**Task to carry out**. Could you output every record again, exactly as given?

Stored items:
//! ELO Matchmaking
//!
//! Rating records, queue management and match formation. Runs before a
//! session exists; ratings are address-scoped and persist across
//! sessions within the engine's lifetime.

pub mod engine;
pub mod rating;

pub use engine::{
    MatchOutcome, MatchRecord, MatchShape, MatchSummary, Matchmaker, MatchmakerError,
    MatchPreferences, PlayerProfile, QueueEntry, QueueReceipt, QueueStatus, Team,
};
pub use rating::{
    elo_change, rank_division, Division, GameOutcome, PlayerStats, RankDivision, DEFAULT_K_FACTOR,
    DEFAULT_RATING,
};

**Written response**.
//! ELO Matchmaking
//!
//! Rating records, queue management and match formation. Runs before a
//! session exists; ratings are address-scoped and persist across
//! sessions within the engine's lifetime.

pub mod engine;
pub mod rating;

pub use engine::{
    MatchOutcome, MatchRecord, MatchShape, MatchSummary, Matchmaker, MatchmakerError,
    MatchPreferences, PlayerProfile, QueueEntry, QueueReceipt, QueueStatus, Team,
};
pub use rating::{
    elo_change, rank_division, Division, GameOutcome, PlayerStats, RankDivision, DEFAULT_K_FACTOR,
    DEFAULT_RATING,
};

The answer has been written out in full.